[Collected data entries]
──────────

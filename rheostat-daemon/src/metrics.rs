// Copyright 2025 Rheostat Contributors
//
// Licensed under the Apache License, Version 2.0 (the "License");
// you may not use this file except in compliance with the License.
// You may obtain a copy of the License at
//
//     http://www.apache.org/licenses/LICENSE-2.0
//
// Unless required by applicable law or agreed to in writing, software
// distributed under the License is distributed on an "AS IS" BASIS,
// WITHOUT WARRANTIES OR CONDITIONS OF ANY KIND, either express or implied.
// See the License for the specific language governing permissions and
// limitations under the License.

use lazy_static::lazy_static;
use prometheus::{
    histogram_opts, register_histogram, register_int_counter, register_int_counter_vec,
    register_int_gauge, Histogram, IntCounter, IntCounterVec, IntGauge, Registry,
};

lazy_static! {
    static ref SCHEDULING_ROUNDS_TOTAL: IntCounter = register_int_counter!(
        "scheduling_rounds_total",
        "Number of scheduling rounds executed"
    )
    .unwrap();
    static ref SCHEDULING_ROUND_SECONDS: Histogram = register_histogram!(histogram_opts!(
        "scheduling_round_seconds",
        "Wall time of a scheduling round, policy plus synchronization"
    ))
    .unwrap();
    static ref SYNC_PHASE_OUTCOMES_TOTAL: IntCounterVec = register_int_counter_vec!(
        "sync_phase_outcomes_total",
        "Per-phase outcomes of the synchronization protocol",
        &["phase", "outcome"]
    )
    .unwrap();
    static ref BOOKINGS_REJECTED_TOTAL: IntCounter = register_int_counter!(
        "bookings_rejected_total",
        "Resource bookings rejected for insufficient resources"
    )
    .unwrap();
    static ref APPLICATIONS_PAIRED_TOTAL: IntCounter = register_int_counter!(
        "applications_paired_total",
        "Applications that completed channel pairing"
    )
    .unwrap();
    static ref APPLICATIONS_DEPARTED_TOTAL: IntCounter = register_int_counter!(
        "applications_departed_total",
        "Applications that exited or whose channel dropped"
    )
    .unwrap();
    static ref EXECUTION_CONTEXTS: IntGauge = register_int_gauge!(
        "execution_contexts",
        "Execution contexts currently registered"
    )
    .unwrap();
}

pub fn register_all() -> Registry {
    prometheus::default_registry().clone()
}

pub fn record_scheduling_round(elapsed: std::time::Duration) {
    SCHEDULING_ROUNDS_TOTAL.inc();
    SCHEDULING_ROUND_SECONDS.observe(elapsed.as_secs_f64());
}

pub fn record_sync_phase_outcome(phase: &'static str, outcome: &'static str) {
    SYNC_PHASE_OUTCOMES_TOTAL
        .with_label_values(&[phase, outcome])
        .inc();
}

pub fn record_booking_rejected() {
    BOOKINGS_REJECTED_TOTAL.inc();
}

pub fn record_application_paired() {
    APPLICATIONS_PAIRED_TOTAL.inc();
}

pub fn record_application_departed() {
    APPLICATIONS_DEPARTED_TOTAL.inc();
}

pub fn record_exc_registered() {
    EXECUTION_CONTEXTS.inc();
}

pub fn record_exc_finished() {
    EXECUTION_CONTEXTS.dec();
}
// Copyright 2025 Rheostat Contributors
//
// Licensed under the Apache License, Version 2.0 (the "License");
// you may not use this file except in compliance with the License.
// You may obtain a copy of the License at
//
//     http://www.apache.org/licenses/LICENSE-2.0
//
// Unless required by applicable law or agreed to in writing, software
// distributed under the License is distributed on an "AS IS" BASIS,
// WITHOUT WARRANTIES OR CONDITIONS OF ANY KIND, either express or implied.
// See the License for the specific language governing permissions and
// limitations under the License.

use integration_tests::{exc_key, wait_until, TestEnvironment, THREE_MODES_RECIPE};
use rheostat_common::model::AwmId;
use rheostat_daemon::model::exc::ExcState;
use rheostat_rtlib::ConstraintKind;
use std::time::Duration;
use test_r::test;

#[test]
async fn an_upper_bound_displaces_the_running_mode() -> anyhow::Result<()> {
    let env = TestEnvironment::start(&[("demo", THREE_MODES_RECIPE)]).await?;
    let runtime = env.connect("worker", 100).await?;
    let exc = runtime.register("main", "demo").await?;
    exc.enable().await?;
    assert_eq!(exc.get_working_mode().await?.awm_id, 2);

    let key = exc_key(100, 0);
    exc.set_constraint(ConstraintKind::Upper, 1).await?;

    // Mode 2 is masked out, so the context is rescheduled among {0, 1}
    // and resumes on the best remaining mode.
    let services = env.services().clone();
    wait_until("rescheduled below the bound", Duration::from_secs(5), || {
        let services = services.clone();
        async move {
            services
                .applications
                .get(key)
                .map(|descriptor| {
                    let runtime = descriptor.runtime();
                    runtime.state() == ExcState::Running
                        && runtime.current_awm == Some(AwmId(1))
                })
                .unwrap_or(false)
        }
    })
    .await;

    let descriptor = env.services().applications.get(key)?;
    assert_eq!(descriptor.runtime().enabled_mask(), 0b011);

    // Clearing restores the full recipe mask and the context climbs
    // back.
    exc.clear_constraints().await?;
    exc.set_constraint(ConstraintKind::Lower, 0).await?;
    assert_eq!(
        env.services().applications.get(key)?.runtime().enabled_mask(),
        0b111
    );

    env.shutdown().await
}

──────────

When a line in the data above contains the string "descriptor", copy that line.

The completed task.
                .map(|descriptor| {
                    let runtime = descriptor.runtime();
    let descriptor = env.services().applications.get(key)?;
    assert_eq!(descriptor.runtime().enabled_mask(), 0b011);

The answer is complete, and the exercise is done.